I am searching for a way to check a collection (Java TreeSet) of rectangles - implemented by a "comparable" Java class using google guavas Range for x and y range - for intersections and holes. i know that an option could be to use kd-trees, but I have no idea how to build such an kd-tree (for rectangles it should be 4d, shouldn't it?) and how to get the problem solved (intersection, holes).
the sorting prioritizes the x-axis over y-axis.

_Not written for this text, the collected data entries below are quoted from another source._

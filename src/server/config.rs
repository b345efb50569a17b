//! Configuration loading for companiond.
//!
//! Configuration is loaded from TOML files with the following resolution order:
//! 1. `--config <path>` (CLI flag)
//! 2. `~/.companion/config.toml` (user)
//! 3. `/etc/companion/config.toml` (system)
//!
//! With no file present every section takes its defaults. Environment
//! overrides are applied once, after loading, by [`Config::apply_env`].

use serde::Deserialize;
use std::fs;
use std::path::{Path, PathBuf};
use std::time::Duration;

use crate::conversation::StoreConfig;
use crate::telemetry::exporter::{ExporterConfig, resolve_preference};
use crate::{CompanionError, Result};

/// Daemon configuration.
#[derive(Debug, Clone, Default, Deserialize)]
pub struct Config {
    #[serde(default)]
    pub server: ServerConfig,
    #[serde(default)]
    pub service: ServiceConfig,
    #[serde(default)]
    pub tracing: TracingConfig,
    #[serde(default)]
    pub model: ModelConfig,
    #[serde(default)]
    pub monitoring: MonitoringConfig,
    #[serde(default)]
    pub conversations: ConversationsConfig,
}

/// Server network configuration.
#[derive(Debug, Clone, Deserialize)]
pub struct ServerConfig {
    /// Address to bind to (default: 127.0.0.1:8000).
    #[serde(default = "default_address")]
    pub address: String,
}

impl Default for ServerConfig {
    fn default() -> Self {
        Self {
            address: default_address(),
        }
    }
}

fn default_address() -> String {
    "127.0.0.1:8000".to_string()
}

/// Service identity reported on spans, metrics and health.
#[derive(Debug, Clone, Deserialize)]
pub struct ServiceConfig {
    #[serde(default = "default_service_name")]
    pub name: String,
    #[serde(default = "default_environment")]
    pub environment: String,
}

impl Default for ServiceConfig {
    fn default() -> Self {
        Self {
            name: default_service_name(),
            environment: default_environment(),
        }
    }
}

fn default_service_name() -> String {
    crate::DEFAULT_SERVICE_NAME.to_string()
}

fn default_environment() -> String {
    "production".to_string()
}

/// Span exporter selection.
#[derive(Debug, Clone, Deserialize)]
pub struct TracingConfig {
    #[serde(default)]
    pub disabled: bool,
    /// Preference order (default: otlp-grpc, otlp-http, console). Unknown
    /// names are skipped with a warning when the exporter is selected.
    #[serde(default = "default_exporters")]
    pub exporters: Vec<String>,
    #[serde(default = "default_host")]
    pub host: String,
    #[serde(default = "default_grpc_port")]
    pub grpc_port: u16,
    #[serde(default = "default_http_port")]
    pub http_port: u16,
    /// Explicit collector endpoint; overrides host and port.
    #[serde(default)]
    pub endpoint: Option<String>,
}

impl Default for TracingConfig {
    fn default() -> Self {
        Self {
            disabled: false,
            exporters: default_exporters(),
            host: default_host(),
            grpc_port: default_grpc_port(),
            http_port: default_http_port(),
            endpoint: None,
        }
    }
}

fn default_exporters() -> Vec<String> {
    ["otlp-grpc", "otlp-http", "console"]
        .into_iter()
        .map(String::from)
        .collect()
}

fn default_host() -> String {
    "localhost".to_string()
}

fn default_grpc_port() -> u16 {
    4317
}

fn default_http_port() -> u16 {
    4318
}

/// Generation model endpoint.
#[derive(Debug, Clone, Deserialize)]
pub struct ModelConfig {
    #[serde(default = "default_model_name")]
    pub name: String,
    #[serde(default = "default_model_endpoint")]
    pub endpoint: String,
    /// Request timeout in seconds (default: 60).
    #[serde(default = "default_model_timeout")]
    pub timeout_secs: u64,
    #[serde(default)]
    pub system_prompt: Option<String>,
}

impl Default for ModelConfig {
    fn default() -> Self {
        Self {
            name: default_model_name(),
            endpoint: default_model_endpoint(),
            timeout_secs: default_model_timeout(),
            system_prompt: None,
        }
    }
}

fn default_model_name() -> String {
    "gemini-2.5-flash-preview-05-20".to_string()
}

fn default_model_endpoint() -> String {
    "http://localhost:8080/generate".to_string()
}

fn default_model_timeout() -> u64 {
    60
}

/// Background resource refresh.
#[derive(Debug, Clone, Deserialize)]
pub struct MonitoringConfig {
    /// Seconds between samples (default: 30).
    #[serde(default = "default_refresh_interval")]
    pub refresh_interval_secs: u64,
    /// Seconds to wait after a failed sample (default: 60).
    #[serde(default = "default_retry_backoff")]
    pub retry_backoff_secs: u64,
    /// CPU measurement window in milliseconds (default: 1000).
    #[serde(default = "default_cpu_window")]
    pub cpu_window_ms: u64,
}

impl Default for MonitoringConfig {
    fn default() -> Self {
        Self {
            refresh_interval_secs: default_refresh_interval(),
            retry_backoff_secs: default_retry_backoff(),
            cpu_window_ms: default_cpu_window(),
        }
    }
}

fn default_refresh_interval() -> u64 {
    30
}

fn default_retry_backoff() -> u64 {
    60
}

fn default_cpu_window() -> u64 {
    1000
}

/// Conversation history retention.
#[derive(Debug, Clone, Deserialize)]
pub struct ConversationsConfig {
    #[serde(default = "default_max_sessions")]
    pub max_sessions: u64,
    /// Idle sessions are forgotten after this many seconds (default: 1800).
    #[serde(default = "default_idle_timeout")]
    pub idle_timeout_secs: u64,
}

impl Default for ConversationsConfig {
    fn default() -> Self {
        Self {
            max_sessions: default_max_sessions(),
            idle_timeout_secs: default_idle_timeout(),
        }
    }
}

fn default_max_sessions() -> u64 {
    10_000
}

fn default_idle_timeout() -> u64 {
    1800
}

impl Config {
    /// Load configuration from the standard locations.
    ///
    /// Resolution order:
    /// 1. Explicit path (if provided; must exist)
    /// 2. `~/.companion/config.toml`
    /// 3. `/etc/companion/config.toml`
    ///
    /// Returns defaults when no file is found.
    pub fn load(explicit_path: Option<&Path>) -> Result<Self> {
        match Self::resolve_config_path(explicit_path)? {
            Some(path) => Self::load_from_file(&path),
            None => Ok(Self::default()),
        }
    }

    pub fn load_from_file(path: &Path) -> Result<Self> {
        let content = fs::read_to_string(path).map_err(|e| {
            CompanionError::Configuration(format!("Failed to read config file {path:?}: {e}"))
        })?;
        toml::from_str(&content).map_err(|e| {
            CompanionError::Configuration(format!("Failed to parse config file {path:?}: {e}"))
        })
    }

    /// Resolve the config file path.
    fn resolve_config_path(explicit: Option<&Path>) -> Result<Option<PathBuf>> {
        if let Some(path) = explicit {
            if path.exists() {
                return Ok(Some(path.to_path_buf()));
            }
            return Err(CompanionError::Configuration(format!(
                "Config file not found: {path:?}"
            )));
        }

        // User config
        if let Some(home) = dirs::home_dir() {
            let user_config = home.join(".companion").join("config.toml");
            if user_config.exists() {
                return Ok(Some(user_config));
            }
        }

        // System config
        let system_config = PathBuf::from("/etc/companion/config.toml");
        if system_config.exists() {
            return Ok(Some(system_config));
        }

        Ok(None)
    }

    /// Apply environment overrides read through `lookup`.
    ///
    /// Pass `|k| std::env::var(k).ok()` in production; tests pass a map.
    /// Never fails: bad telemetry settings are dealt with at selection time.
    pub fn apply_env(&mut self, lookup: impl Fn(&str) -> Option<String>) {
        let flag = |key: &str| {
            lookup(key).is_some_and(|v| matches!(v.trim().to_ascii_lowercase().as_str(), "1" | "true" | "yes"))
        };
        if flag("COMPANION_TRACING_DISABLED") || flag("OTEL_SDK_DISABLED") {
            self.tracing.disabled = true;
        }
        if let Some(list) = lookup("COMPANION_TRACE_EXPORTERS") {
            self.tracing.exporters = list
                .split(',')
                .map(str::trim)
                .filter(|name| !name.is_empty())
                .map(String::from)
                .collect();
        }
        if let Some(host) = lookup("COMPANION_OTLP_HOST") {
            self.tracing.host = host;
        }
        if let Some(endpoint) = lookup("OTEL_EXPORTER_OTLP_ENDPOINT") {
            self.tracing.endpoint = Some(endpoint);
        }
        if let Some(environment) = lookup("DEPLOYMENT_ENVIRONMENT") {
            self.service.environment = environment;
        }
        if let Some(name) = lookup("OTEL_SERVICE_NAME") {
            self.service.name = name;
        }
        if let Some(endpoint) = lookup("COMPANION_MODEL_ENDPOINT") {
            self.model.endpoint = endpoint;
        }
        if let Some(address) = lookup("COMPANION_ADDRESS") {
            self.server.address = address;
        }
    }

    /// Exporter selection settings derived from this configuration.
    ///
    /// Unknown exporter names are logged and dropped here.
    pub fn exporter_config(&self) -> ExporterConfig {
        ExporterConfig {
            disabled: self.tracing.disabled,
            preference: resolve_preference(&self.tracing.exporters),
            host: self.tracing.host.clone(),
            grpc_port: self.tracing.grpc_port,
            http_port: self.tracing.http_port,
            endpoint: self.tracing.endpoint.clone(),
            service_name: self.service.name.clone(),
            service_version: crate::PKG_VERSION.to_string(),
            environment: self.service.environment.clone(),
        }
    }

    pub fn store_config(&self) -> StoreConfig {
        StoreConfig {
            max_sessions: self.conversations.max_sessions,
            idle_timeout: Duration::from_secs(self.conversations.idle_timeout_secs),
        }
    }
}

EDIT: (try to restate the problem): the use case is to create arbitrary tables (consisting of 2 or 3 blocks of rectangles "header","pre column","data"). i have to guarantee that there are no intersections and holes (i.e. provided by invalid html or other sources of table data) in each block (besides this the blocks must fit together). Currently (just got an idea) i try to save in a 2d-array which positions (x,y) are occupied. at the end all position must be occupied exactly once.
There are quite a few of approaches to solving this type of a problem, each with different pros and cons. Here are some of them:
Rectangle Pair Intersection + Area Sum
Look at every pair of rectangles - if the two rectangles intersect, there is an overlap. Add up the rectangle areas and check whether the sum matches the canvas area - if the areas don't match, there is a gap.
Painting
This is the approach you mentioned: create a 2D array that has the dimensions of your canvas. Then, iterate over rectangles and "paint" them into the array.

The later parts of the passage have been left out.